There's one giant grocery store in my neighborhood, it's called Fairway and it opened on the big cross street, 86th between Second and Third a little over a year ago. Long before Fairway opened on the Upper East Side it was already an institution in New York.
What started as a humble fruit stand some 75 years ago had grown into an modern orgy of food--fresh produce, of course, but also meats, fish and groceries, teas and coffees from literally around the world. I suppose the highest praise you can bestow upon Fairway is that it's made the legendary Zabar's essentially obsolete. Whatever Zabar's has, Fairway has it better and cheaper.
Some powerless friends from New Jersey are stopping by this evening for dinner and I was shooed out to Fairway to get some shrimp, Brussels sprouts, artichoke/garlic paste, a loaf of crusty semolina bread, white mushrooms and some nice red tomatoes.
I am old enough to remember the line of refugees attempting to flee Saigon when the South's capital fell to the North. The lines in Vietnam had nothing on the lines tonight at Fairway. They stretched a good block and a half--all the way back to the dried fruit.
I guess you could say that my little portion of Manhattan is well on its way to recovering from yet another "storm of the century." These once-in-a-lifetime storms come more often now, just about once a year. In part their frequency is due to our overheated 24-hour news cycle, and in part due to global warming. Or, global weirding, as Thomas Friedman calls it. Not just warmer weather, but more severe weather of all sorts.

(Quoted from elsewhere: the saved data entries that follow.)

//! Read path for the user's current subscription status.

use std::sync::Arc;

use serde::Deserialize;
use tracing::{instrument, warn};

use crate::auth::TokenProvider;
use crate::config::ApiConfig;
use crate::error::{BillingError, Result};
use crate::models::EntitlementStatus;

use super::verification::classify_error_body;

/// Queries the backend status endpoint and normalizes its response shapes.
/// Independent of the purchase pipeline.
pub struct EntitlementStatusClient {
    http: reqwest::Client,
    base_url: String,
    tokens: Arc<dyn TokenProvider>,
}

/// The backend answers with either a flat status body or one nested under
/// `subscription`. Nested must be tried first: the flat shape defaults every
/// field and would otherwise match anything.
#[derive(Debug, Deserialize)]
#[serde(untagged)]
enum StatusBody {
    Nested { subscription: EntitlementStatus },
    Flat(EntitlementStatus),
}

impl EntitlementStatusClient {
    pub fn new(http: reqwest::Client, api: &ApiConfig, tokens: Arc<dyn TokenProvider>) -> Self {
        Self {
            http,
            base_url: api.base_url.trim_end_matches('/').to_string(),
            tokens,
        }
    }

    /// Fetch the current entitlement status. 404 means "no subscription
    /// exists yet", an expected steady state, returned as the inactive
    /// status rather than an error.
    #[instrument(skip(self))]
    pub async fn get_status(&self) -> Result<EntitlementStatus> {
        let mut request = self
            .http
            .get(format!("{}/billing/subscription/status", self.base_url));

        if let Some(token) = self.tokens.bearer_token().await {
            request = request.bearer_auth(token);
        }

        let response = match request.send().await {
            Ok(response) => response,
            Err(err) => {
                warn!(error = %err, "status request never reached the server");
                return Err(BillingError::NetworkFailure(err.to_string()));
            }
        };

        let status = response.status().as_u16();
        let body = response
            .json::<serde_json::Value>()
            .await
            .unwrap_or(serde_json::Value::Null);

        interpret_status_response(status, body)
    }
}

/// Pure interpretation of the status response, keyed on HTTP status and body.
pub fn interpret_status_response(
    status: u16,
    body: serde_json::Value,
) -> Result<EntitlementStatus> {
    if status == 404 {
        return Ok(EntitlementStatus::inactive());
    }

    if !(200..300).contains(&status) {
        return Err(classify_error_body(status, &body));
    }

    match serde_json::from_value::<StatusBody>(body) {
        Ok(StatusBody::Nested { subscription }) | Ok(StatusBody::Flat(subscription)) => {
            Ok(subscription)
        }
        Err(_) => Err(BillingError::VerificationRejected {
            message: "unrecognized status response shape".to_string(),
            details: None,
            status: Some(status),
        }),
    }
}
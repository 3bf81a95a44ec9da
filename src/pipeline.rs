//! The purchase orchestrator: consumes store events and drives receipt
//! acquisition, verification, and finalization to a single published
//! terminal outcome per attempt.

use std::collections::HashMap;
use std::sync::{Arc, Mutex as StdMutex};

use tokio::sync::Mutex;
use tracing::{debug, info, instrument, warn};
use uuid::Uuid;

use crate::bus::NotificationBus;
use crate::error::{BillingError, Result};
use crate::models::{
    Product, PurchaseErrorEvent, PurchaseOutcome, PurchaseUpdateEvent, Receipt, StoreErrorKind,
    TransactionHandle,
};
use crate::services::{ReceiptAcquirer, ReceiptVerifier, TransactionFinalizer};
use crate::store::StoreConnection;

/// Non-terminal states of one purchase attempt. Terminal transitions
/// publish an outcome and clear the attempt slot, which is the idle state.
#[derive(Debug, Clone, Copy, PartialEq, Eq)]
pub enum AttemptState {
    Requested,
    AwaitingStoreEvent,
    AcquiringReceipt,
    VerifyingReceipt,
    Finalizing,
}

/// One in-flight purchase. Owned exclusively by the pipeline's single slot
/// and destroyed once its terminal outcome has been published.
#[derive(Debug)]
pub struct PurchaseAttempt {
    pub id: Uuid,
    pub product_id: String,
    pub state: AttemptState,
    pub transaction: Option<TransactionHandle>,
    pub receipt: Option<Receipt>,
    pub error: Option<BillingError>,
}

impl PurchaseAttempt {
    fn new(product_id: &str) -> Self {
        Self {
            id: Uuid::new_v4(),
            product_id: product_id.to_string(),
            state: AttemptState::Requested,
            transaction: None,
            receipt: None,
            error: None,
        }
    }
}

/// The purchase state machine.
///
/// The store's event stream carries no attempt correlation, so at most one
/// attempt is in flight: the slot's mutex is held for the whole of event
/// processing and `request_purchase` rejects instead of queueing behind it.
pub struct PurchasePipeline {
    connection: Arc<StoreConnection>,
    receipts: ReceiptAcquirer,
    verifier: Arc<dyn ReceiptVerifier>,
    finalizer: TransactionFinalizer,
    bus: Arc<NotificationBus>,
    attempt: Mutex<Option<PurchaseAttempt>>,
    availability: StdMutex<HashMap<String, bool>>,
    production_store: bool,
}

impl PurchasePipeline {
    pub fn new(
        connection: Arc<StoreConnection>,
        receipts: ReceiptAcquirer,
        verifier: Arc<dyn ReceiptVerifier>,
        finalizer: TransactionFinalizer,
        bus: Arc<NotificationBus>,
        production_store: bool,
    ) -> Self {
        Self {
            connection,
            receipts,
            verifier,
            finalizer,
            bus,
            attempt: Mutex::new(None),
            availability: StdMutex::new(HashMap::new()),
            production_store,
        }
    }

    /// Record the latest reconciled catalog; `request_purchase` consults
    /// this snapshot for its precondition check.
    pub fn record_catalog(&self, products: &[Product]) {
        let mut availability = self.availability.lock().expect("availability lock");
        availability.clear();
        for product in products {
            availability.insert(product.product_id.clone(), product.is_available);
        }
    }

    /// Begin a purchase. The outcome arrives via the notification bus, not
    /// the return value; the only error returned here is
    /// `AttemptInProgress`, which leaves the active attempt untouched.
    #[instrument(skip(self))]
    pub async fn request_purchase(&self, product_id: &str) -> Result<()> {
        let mut slot = self
            .attempt
            .try_lock()
            .map_err(|_| BillingError::AttemptInProgress)?;
        if slot.is_some() {
            return Err(BillingError::AttemptInProgress);
        }

        if !self.connection.is_connected() {
            self.bus
                .publish(&PurchaseOutcome::failed(product_id, BillingError::StoreUnavailable));
            return Ok(());
        }

        match self
            .availability
            .lock()
            .expect("availability lock")
            .get(product_id)
            .copied()
        {
            Some(true) => {}
            Some(false) => {
                self.bus.publish(&PurchaseOutcome::failed(
                    product_id,
                    BillingError::Preconditions(format!(
                        "product {product_id} is not available in the store"
                    )),
                ));
                return Ok(());
            }
            None => {
                self.bus.publish(&PurchaseOutcome::failed(
                    product_id,
                    BillingError::Preconditions(format!(
                        "product {product_id} is not in the catalog"
                    )),
                ));
                return Ok(());
            }
        }

        let mut attempt = PurchaseAttempt::new(product_id);
        info!(attempt = %attempt.id, product_id, "starting purchase attempt");

        if let Err(err) = self.connection.request_subscription_purchase(product_id).await {
            warn!(attempt = %attempt.id, error = %err, "store purchase request failed");
            self.bus.publish(&PurchaseOutcome::failed(product_id, err));
            return Ok(());
        }

        attempt.state = AttemptState::AwaitingStoreEvent;
        *slot = Some(attempt);
        Ok(())
    }

    /// Consume a purchase-update event. Events with no awaiting attempt are
    /// stray (late or duplicate deliveries) and dropped.
    pub async fn handle_update(&self, event: PurchaseUpdateEvent) {
        let mut slot = self.attempt.lock().await;
        if !matches!(
            slot.as_ref(),
            Some(attempt) if attempt.state == AttemptState::AwaitingStoreEvent
        ) {
            debug!("ignoring stray store update event");
            return;
        }
        let Some(mut attempt) = slot.take() else {
            return;
        };

        if event.transaction.is_sentinel() && self.production_store {
            warn!(
                attempt = %attempt.id,
                "sentinel transaction observed in production store environment"
            );
        }

        attempt.state = AttemptState::AcquiringReceipt;
        attempt.transaction = Some(event.transaction.clone());

        let receipt = match self.receipts.acquire(&event).await {
            Ok(receipt) => receipt,
            Err(err) => {
                // Best-effort cleanup even though the attempt failed.
                self.finalizer.finalize(&event.transaction, false).await;
                info!(attempt = %attempt.id, error = %err, "purchase failed before verification");
                attempt.error = Some(err.clone());
                self.bus
                    .publish(&PurchaseOutcome::failed(attempt.product_id.as_str(), err));
                return;
            }
        };

        debug!(
            attempt = %attempt.id,
            receipt = %receipt.fingerprint(),
            "receipt acquired, verifying"
        );
        attempt.receipt = Some(receipt.clone());
        attempt.state = AttemptState::VerifyingReceipt;

        let result = self.verifier.verify(&receipt).await;
        if result.success {
            attempt.state = AttemptState::Finalizing;
            self.finalizer.finalize(&event.transaction, true).await;

            let entitlement = result.entitlement.unwrap_or_default();
            info!(attempt = %attempt.id, product_id = %attempt.product_id, "purchase verified");
            self.bus
                .publish(&PurchaseOutcome::succeeded(attempt.product_id.as_str(), entitlement));
        } else {
            self.finalizer.finalize(&event.transaction, false).await;

            let err = result.error.unwrap_or_else(|| {
                BillingError::VerificationRejected {
                    message: "verification failed".to_string(),
                    details: None,
                    status: None,
                }
            });
            warn!(attempt = %attempt.id, error = %err, "purchase verification failed");
            attempt.error = Some(err.clone());
            self.bus
                .publish(&PurchaseOutcome::failed(attempt.product_id.as_str(), err));
        }
    }

    /// Consume a purchase-error event. User cancellation is expected and
    /// published quietly; store errors are classified network vs. internal.
    pub async fn handle_error(&self, event: PurchaseErrorEvent) {
        let mut slot = self.attempt.lock().await;
        if !matches!(
            slot.as_ref(),
            Some(attempt) if attempt.state == AttemptState::AwaitingStoreEvent
        ) {
            debug!("ignoring stray store error event");
            return;
        }
        let Some(attempt) = slot.take() else {
            return;
        };

        let err = match event.kind {
            StoreErrorKind::UserCancelled => {
                debug!(attempt = %attempt.id, "purchase cancelled by user");
                BillingError::UserCancelled
            }
            StoreErrorKind::Network => {
                warn!(attempt = %attempt.id, message = %event.message, "store network error");
                BillingError::NetworkFailure(event.message)
            }
            StoreErrorKind::Store => {
                warn!(attempt = %attempt.id, message = %event.message, "store internal error");
                BillingError::StoreInternal(event.message)
            }
        };

        self.bus
            .publish(&PurchaseOutcome::failed(attempt.product_id.as_str(), err));
    }

    /// Product id and state of the active attempt, if any.
    pub async fn active_attempt(&self) -> Option<(String, AttemptState)> {
        self.attempt
            .lock()
            .await
            .as_ref()
            .map(|attempt| (attempt.product_id.clone(), attempt.state))
    }
}
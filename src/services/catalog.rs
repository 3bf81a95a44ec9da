//! Catalog reconciliation: backend-declared products joined with live store
//! pricing.

use std::collections::HashMap;
use std::sync::Arc;

use tracing::{debug, instrument, warn};

use crate::auth::TokenProvider;
use crate::config::ApiConfig;
use crate::error::{BillingError, Result};
use crate::models::{BackendProduct, Product, RawStoreProduct};
use crate::store::StoreConnection;

use super::verification::classify_error_body;

/// Price string shown for products the live store catalog does not carry.
pub const UNAVAILABLE_PRICE: &str = "N/A";

pub struct CatalogReconciler {
    http: reqwest::Client,
    base_url: String,
    tokens: Arc<dyn TokenProvider>,
    connection: Arc<StoreConnection>,
}

impl CatalogReconciler {
    pub fn new(
        http: reqwest::Client,
        api: &ApiConfig,
        tokens: Arc<dyn TokenProvider>,
        connection: Arc<StoreConnection>,
    ) -> Self {
        Self {
            http,
            base_url: api.base_url.trim_end_matches('/').to_string(),
            tokens,
            connection,
        }
    }

    /// Fetch the backend catalog and merge live store pricing into it.
    #[instrument(skip(self))]
    pub async fn fetch_catalog(&self) -> Result<Vec<Product>> {
        let backend = self.backend_products().await?;
        self.resolve(backend).await
    }

    /// Resolve an already-fetched backend catalog against the store. An
    /// empty backend list short-circuits without contacting the store.
    pub async fn resolve(&self, backend: Vec<BackendProduct>) -> Result<Vec<Product>> {
        if backend.is_empty() {
            debug!("backend declared no products, skipping store lookup");
            return Ok(Vec::new());
        }

        let ids: Vec<String> = backend.iter().map(|p| p.product_id.clone()).collect();
        let live = self.connection.subscription_products(&ids).await?;
        Ok(merge_catalog(backend, live))
    }

    async fn backend_products(&self) -> Result<Vec<BackendProduct>> {
        let mut request = self.http.get(format!("{}/billing/products", self.base_url));

        if let Some(token) = self.tokens.bearer_token().await {
            request = request.bearer_auth(token);
        }

        let response = match request.send().await {
            Ok(response) => response,
            Err(err) => {
                warn!(error = %err, "product catalog request never reached the server");
                return Err(BillingError::NetworkFailure(err.to_string()));
            }
        };

        let status = response.status().as_u16();
        if !(200..300).contains(&status) {
            let body = response
                .json::<serde_json::Value>()
                .await
                .unwrap_or(serde_json::Value::Null);
            return Err(classify_error_body(status, &body));
        }

        response
            .json::<Vec<BackendProduct>>()
            .await
            .map_err(|err| BillingError::NetworkFailure(format!("invalid catalog body: {err}")))
    }
}

/// Left join on the backend catalog: the store contributes pricing for
/// declared products and never introduces new ones. Backend entries absent
/// from the store surface as unavailable with a placeholder price.
pub fn merge_catalog(backend: Vec<BackendProduct>, live: Vec<RawStoreProduct>) -> Vec<Product> {
    let mut by_id: HashMap<String, RawStoreProduct> = live
        .into_iter()
        .map(|p| (p.product_id.clone(), p))
        .collect();

    backend
        .into_iter()
        .map(|declared| match by_id.remove(&declared.product_id) {
            Some(store) => Product {
                product_id: declared.product_id,
                display_name: declared.display_name,
                description: declared.description,
                features: declared.features,
                localized_price: store.localized_price,
                currency: Some(store.currency),
                subscription_period: store.subscription_period,
                is_available: true,
            },
            None => {
                debug!(product_id = %declared.product_id, "product absent from live store catalog");
                Product {
                    product_id: declared.product_id,
                    display_name: declared.display_name,
                    description: declared.description,
                    features: declared.features,
                    localized_price: UNAVAILABLE_PRICE.to_string(),
                    currency: None,
                    subscription_period: None,
                    is_available: false,
                }
            }
        })
        .collect()
}

#[cfg(test)]
mod tests {
    use super::*;
    use crate::models::{PeriodUnit, SubscriptionPeriod};

    fn declared(id: &str) -> BackendProduct {
        BackendProduct {
            product_id: id.to_string(),
            display_name: format!("{id} plan"),
            description: "Unlimited inspections".to_string(),
            features: vec!["Unlimited units".to_string()],
        }
    }

    fn live(id: &str) -> RawStoreProduct {
        RawStoreProduct {
            product_id: id.to_string(),
            localized_price: "$9.99".to_string(),
            currency: "USD".to_string(),
            subscription_period: Some(SubscriptionPeriod {
                unit: PeriodUnit::Month,
                count: 1,
            }),
        }
    }

    #[test]
    fn test_merge_joins_live_pricing() {
        let products = merge_catalog(vec![declared("pro.monthly")], vec![live("pro.monthly")]);

        assert_eq!(products.len(), 1);
        let product = &products[0];
        assert!(product.is_available);
        assert_eq!(product.localized_price, "$9.99");
        assert_eq!(product.currency.as_deref(), Some("USD"));
        assert_eq!(product.display_name, "pro.monthly plan");
    }

    #[test]
    fn test_merge_marks_missing_products_unavailable() {
        let products = merge_catalog(
            vec![declared("pro.monthly"), declared("pro.yearly")],
            vec![live("pro.monthly")],
        );

        let yearly = products
            .iter()
            .find(|p| p.product_id == "pro.yearly")
            .expect("declared product kept");
        assert!(!yearly.is_available);
        assert_eq!(yearly.localized_price, UNAVAILABLE_PRICE);
        assert!(yearly.currency.is_none());
        assert!(yearly.subscription_period.is_none());
    }

    #[test]
    fn test_merge_never_introduces_store_products() {
        let products = merge_catalog(vec![declared("pro.monthly")], vec![live("rogue.product")]);

        assert_eq!(products.len(), 1);
        assert_eq!(products[0].product_id, "pro.monthly");
        assert!(!products[0].is_available);
    }

    #[test]
    fn test_merge_preserves_backend_order() {
        let products = merge_catalog(
            vec![declared("b"), declared("a")],
            vec![live("a"), live("b")],
        );
        let ids: Vec<_> = products.iter().map(|p| p.product_id.as_str()).collect();
        assert_eq!(ids, vec!["b", "a"]);
    }
}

My day started out far from weird, weather-wise. Whiskey and I walked out to a field that slopes down from Gracie Mansion and overlooks the roiling churn of the waters of Hell's Gate. This morning the day broke cool and clear. When we arrived at the yard a young woman was standing in a ditch adjacent to a toppled 65-year-old elm tree. The root system was taller than she and she was probably 5'6".
Her dog "Money," a four-year-old bulldog who resembled Winston Churchill chased Whiskey up and down the hill. Her sister's dog, a small chihuahua in a pink and grey sweater whose name I didn't catch would scurry in and out of they fray. There was much panting, growling, yapping and barking. And some Sandy war stories exchanged.
Throughout Carl Schurz park, tree limbs and branches were piled as inconspicuously as possible. They were awaiting their grim reaper, a city owned wood chipper that would surely make its way over to the park before long.
Much of New York is still suffering the ill-effects of the horrific and terrible storm. Our famous marathon was cancelled for the first time in its long history. However, the power is back in most of Manhattan and a good portion of our piss-soaked but efficient subway system is once again clattering over its century-old rails.
Tempers are frayed. Nerves are raw. Most people seem to be dreading Tuesday as well, election day, and the prospect that Mitt Romney will somehow defeat President Obama.
But slowly the city is getting up from the mat. We've been floored before and we'll be floored again. Somehow though, we always seem to get to our feet.
I make a point of never eating the same dish when eating out and when possible, never the same place, except for Sunday morning in Fairway Café with the Times and a Scrambled Eggs, Bacon & Cheese Sandwich. You gotta have something to rely on.